Gesù rispose loro: «Potete forse far digiunare gli invitati a nozze quando lo sposo è con loro? Ma verranno giorni quando lo sposo sarà loro tolto: allora in quei giorni digiuneranno».
Diceva loro anche una parabola: «Nessuno strappa un pezzo da un vestito nuovo per metterlo su un vestito vecchio; altrimenti il nuovo lo strappa e al vecchio non si adatta il pezzo preso dal nuovo. E nessuno versa vino nuovo in otri vecchi; altrimenti il vino nuovo spaccherà gli otri, si spanderà e gli otri andranno perduti. Il vino nuovo bisogna versarlo in otri nuovi. Nessuno poi che beve il vino vecchio desidera il nuovo, perché dice: “Il vecchio è gradevole!”».

1Cor 4,1-5   Sal 36   Lc 5,33-39


Hai presente quelle mattine d’inverno quando sai che c’è qualcosa di bello e gratificante che ti aspetta fuori dalle coperte e tu, invece di rimboccarti le maniche, rimbocchi la coperta e ti giri dall’altro lato? È questa la forza attrattiva del vecchio. Noi siamo fatti per il nuovo, il Nuovo per eccellenza, per la sequela di Cristo che rinnova la nostra giovinezza come aquile.

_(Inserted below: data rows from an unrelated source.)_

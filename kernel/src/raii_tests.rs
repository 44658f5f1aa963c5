//! Tests and examples for RAII patterns
//!
//! This module demonstrates the usage of RAII patterns in the kernel.

#![cfg(test)]

use crate::{
    mm::{FrameAllocatorError, FRAME_ALLOCATOR},
    println,
    process::ProcessId,
    raii::*,
};

#[test]
fn test_frame_guard() {
    println!("\n=== Testing FrameGuard RAII ===");

    // Allocate a frame with RAII
    {
        match FRAME_ALLOCATOR.allocate_frame_raii() {
            Ok(frame_guard) => {
                println!("Allocated frame at {:#x}", frame_guard.addr());
                // Frame will be automatically freed when frame_guard goes out
                // of scope
            }
            Err(e) => {
                println!("Failed to allocate frame: {:?}", e);
            }
        }
    }
    // Frame has been automatically freed here

    println!("Frame guard dropped - frame automatically freed\n");
}

#[test]
fn test_frame_guard_leak() {
    println!("\n=== Testing FrameGuard leak ===");

    // Allocate a frame and leak it
    let leaked_frame = match FRAME_ALLOCATOR.allocate_frame_raii() {
        Ok(frame_guard) => {
            println!("Allocated frame at {:#x}", frame_guard.addr());
            // Leak the frame - it won't be freed
            frame_guard.leak()
        }
        Err(e) => {
            println!("Failed to allocate frame: {:?}", e);
            return;
        }
    };

    println!(
        "Frame leaked at {:#x} - must be manually freed",
        leaked_frame.addr()
    );

    // Manual cleanup required
    unsafe {
        FRAME_ALLOCATOR.free_frame(leaked_frame);
    }
}

#[test]
fn test_multiple_frames_guard() {
    println!("\n=== Testing FramesGuard RAII ===");

    {
        match FRAME_ALLOCATOR.allocate_frames_raii(4) {
            Ok(frames_guard) => {
                println!("Allocated 4 frames");
                // All frames will be freed when guard drops
            }
            Err(e) => {
                println!("Failed to allocate frames: {:?}", e);
            }
        }
    }

    println!("All frames automatically freed\n");
}

#[test]
fn test_scope_guard() {
    println!("\n=== Testing ScopeGuard ===");

    let mut cleanup_executed = false;

    {
        let _guard = ScopeGuard::new(|| {
            cleanup_executed = true;
            println!("Cleanup code executed!");
        });

        println!("Inside scope...");
    }

    assert!(cleanup_executed);
    println!("Scope guard worked correctly\n");
}

#[test]
fn test_scope_guard_cancel() {
    println!("\n=== Testing ScopeGuard cancellation ===");

    let mut cleanup_executed = false;

    {
        let guard = ScopeGuard::new(|| {
            cleanup_executed = true;
            println!("This should not print!");
        });

        println!("Canceling guard...");
        guard.cancel();
    }

    assert!(!cleanup_executed);
    println!("Cleanup was successfully canceled\n");
}

#[test]
fn test_defer_macro() {
    println!("\n=== Testing defer! macro ===");

    let mut value = 0;

    {
        defer!(value = 42);
        println!("Value before scope exit: {}", value);
        assert_eq!(value, 0);
    }

    assert_eq!(value, 42);
    println!("Value after scope exit: {}", value);
}

#[test]
fn test_channel_guard() {
    use crate::ipc::channel::Endpoint;

    println!("\n=== Testing ChannelGuard ===");

    let owner = ProcessId(1);

    {
        let (endpoint, _guard) = Endpoint::new_with_guard(owner);
        println!("Created channel {} with RAII guard", endpoint.id());

        // Use the endpoint...

        // Channel will be removed from registry when guard drops
    }

    println!("Channel automatically cleaned up\n");
}

/// Example of using RAII in a function that might fail
fn allocate_and_process() -> Result<(), FrameAllocatorError> {
    println!("\n=== Example: RAII with error handling ===");

    // Allocate frame with RAII
    let frame = FRAME_ALLOCATOR.allocate_frame_raii()?;
    println!("Allocated frame at {:#x}", frame.addr());

    // Simulate some processing that might fail
    let success = true; // Change to false to simulate failure

    if !success {
        println!("Processing failed!");
        return Err(FrameAllocatorError::InvalidFrame);
        // Frame is automatically freed even on early return
    }

    println!("Processing succeeded!");
    Ok(())
    // Frame is automatically freed on normal return
}

#[test]
fn test_raii_with_errors() {
    let _ = allocate_and_process();
}

/// Example of RAII pattern for lock tracking
#[test]
fn test_tracked_mutex() {
    use spin::Mutex;

    println!("\n=== Testing TrackedMutexGuard ===");

    let data = Mutex::new(42);

    {
        let guard = data.lock();
        let tracked = TrackedMutexGuard::new(guard, "important_data");

        println!("Value: {}", *tracked);

        // Lock will be logged as released when tracked drops
    }

    println!("Lock tracking complete\n");
}
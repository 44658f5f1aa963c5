//! Inter-Process Communication (IPC) subsystem for VeridianOS
//!
//! This module implements high-performance IPC mechanisms including:
//! - Synchronous message passing with < 5μs latency
//! - Asynchronous channels for streaming
//! - Zero-copy shared memory transfers
//! - Capability-based security integration

pub mod async_channel;
pub mod capability;
pub mod channel;
pub mod error;
pub mod fast_path;
pub mod message;
pub mod message_passing;
pub mod note;
pub mod perf;
pub mod rate_limit;
pub mod registry;
pub mod rpc;
pub mod shared_memory;
pub mod sync;
pub mod zero_copy;

#[cfg(test)]
mod tests;

// Re-export core types
#[allow(unused_imports)]
pub use async_channel::AsyncChannel;
#[allow(unused_imports)]
pub use capability::{EndpointId, IpcCapability, IpcPermissions, Permission, ProcessId};
#[allow(unused_imports)]
pub use channel::{Channel, Endpoint};
#[allow(unused_imports)]
pub use error::{IpcError, Result};
#[allow(unused_imports)]
pub use message::{LargeMessage, Message, SmallMessage};
#[allow(unused_imports)]
pub use note::{Note, NoteQueue, CONFIG_MAX_NOTES, NOTE_MAX_BUFFER};
#[allow(unused_imports)]
pub use perf::{cycles_to_ns, measure_ipc_operation, read_timestamp, IPC_PERF_STATS};
#[allow(unused_imports)]
pub use rate_limit::{RateLimits, RATE_LIMITER};
// Re-export internal functions for tests
#[cfg(test)]
pub use registry::lookup_endpoint;
#[allow(unused_imports)]
pub use registry::{
    create_channel, create_endpoint, get_registry_stats, remove_process_endpoints,
    validate_capability,
};
#[allow(unused_imports)]
pub use shared_memory::{Permissions, SharedRegion, TransferMode};
#[cfg(test)]
pub use sync::send_message;
#[allow(unused_imports)]
pub use sync::{sync_call, sync_receive, sync_reply, sync_send};

/// IPC system initialization
#[allow(dead_code)]
pub fn init() {
    #[cfg(target_arch = "aarch64")]
    {
        // SAFETY: uart_write_str performs raw MMIO writes to the PL011 UART at
        // 0x09000000 (QEMU virt machine). This is safe during early boot because:
        // 1. The UART is memory-mapped at a fixed, known address on the virt platform.
        // 2. Writing to the UART transmit register is a side-effect-free output
        //    operation that does not corrupt any kernel state.
        // 3. This runs during single-threaded initialization, so no concurrent access.
        unsafe {
            use crate::arch::aarch64::direct_uart::uart_write_str;
            uart_write_str("[IPC] Initializing IPC system...\n");
            uart_write_str("[IPC] About to initialize registry...\n");
        }
    }
    #[cfg(target_arch = "x86_64")]
    println!("[IPC] Initializing IPC system...");

    // Skip println for RISC-V to avoid potential serial deadlock

    // Initialize the global IPC registry
    registry::init();

    #[cfg(target_arch = "aarch64")]
    {
        // SAFETY: Same as above -- raw MMIO writes to the PL011 UART for diagnostic
        // output during initialization. The UART address is fixed at 0x09000000 for
        // the QEMU virt machine, and writing is a safe, non-destructive operation.
        unsafe {
            use crate::arch::aarch64::direct_uart::uart_write_str;
            uart_write_str("[IPC] Registry initialized\n");
            uart_write_str("[IPC] IPC system initialized\n");
        }
    }
    #[cfg(target_arch = "x86_64")]
    println!("[IPC] IPC system initialized");

    // Skip println for RISC-V to avoid potential serial deadlock
}
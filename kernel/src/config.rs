//! Compile-time kernel configuration constants.
//!
//! Centralises every `CONFIG_*` tunable consumed by the subsystems in this
//! crate. Values and meanings are carried over from the original kernel's
//! `config.h`; units are nanoseconds unless noted otherwise.

/// Pages allocated for each per-CPU IST stack (exception, double-fault,
/// interrupt).
pub const CONFIG_INTERRUPT_STACK_PAGES: usize = 1;

/// Maximum pages a per-thread kernel stack is allowed to grow to.
pub const CONFIG_MAX_KERNEL_STACK_PAGES: usize = 100;

/// Maximum pages a per-thread user stack is allowed to grow to.
pub const CONFIG_MAX_USER_STACK_PAGES: usize = 100;

/// Maximum open file descriptors per process.
pub const CONFIG_MAX_FD: usize = 64;

/// Maximum length of a thread's note queue.
pub const CONFIG_MAX_NOTES: usize = 8;

/// Maximum argv entries passed to a spawned process.
pub const CONFIG_MAX_ARGC: usize = 512;

/// Nominal scheduler time slice, in nanoseconds.
pub const CONFIG_TIME_SLICE_NS: u64 = 10_000_000; // 10 ms

/// Offset added to a thread's priority to compute its scheduling weight.
pub const CONFIG_WEIGHT_BASE: u64 = 1;

/// Minimum `|peer_load - self_load|` that triggers load balancing.
pub const CONFIG_LOAD_BALANCE_BIAS: u32 = 2;

/// Spin iterations a blocking mutex attempts before parking on its wait
/// queue.
pub const CONFIG_MUTEX_MAX_SLOW_SPIN: u32 = 1000;

/// Upper physical address bound managed by the PMM's bitmap backend; frames
/// at or above this address are managed by the LIFO free-stack backend.
pub const CONFIG_PMM_BITMAP_MAX_ADDR: u64 = 0x0400_0000; // 64 MiB

/// Minimum period, in nanoseconds, between process reaper sweeps.
pub const CONFIG_PROCESS_REAPER_INTERVAL_NS: u64 = 1_000_000_000; // 1 s

/// Whether the early boot logger mirrors output to the 16550 serial port.
pub const CONFIG_LOG_SERIAL: bool = true;

/// Floor below which a requested deadline-timer timeout is clamped up, to
/// avoid reprogramming the hardware one-shot on every near-immediate
/// request.
pub const CONFIG_MIN_TIMER_TIMEOUT_NS: u64 = 100_000; // 100 us

/// Depth of the in-memory diagnostic ring log surfaced under `/proc`.
pub const CONFIG_SCREEN_MAX_LINES: usize = 256;

/// Fixed capacity of a per-CPU deadline timer's registered-callback set.
pub const TIMER_MAX_CALLBACKS_PER_CPU: usize = 16;

/// Maximum logical CPUs supported by the per-CPU substrate.
pub const CONFIG_MAX_CPUS: usize = 16;

/// Fixed capacity of a per-CPU IPI ring buffer.
pub const CONFIG_IPI_RING_CAPACITY: usize = 16;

Ma ci risulta più facile e comodo vivere di rattoppi e di ripieghi. Gesù ci pone la sfida del rinnovamento, di domandarci del senso delle nostre abitudini, anche quelle belle. In fondo, la disputa in questo vangelo è nata sul senso del digiuno. Perché, nella fede, le abitudini sono buone finché ci mettono in riga, ma diventano nocive quando ci rendono abitudinari, illusi mediocri che sorseggiano l’aceto credendo che sia vino d’annata.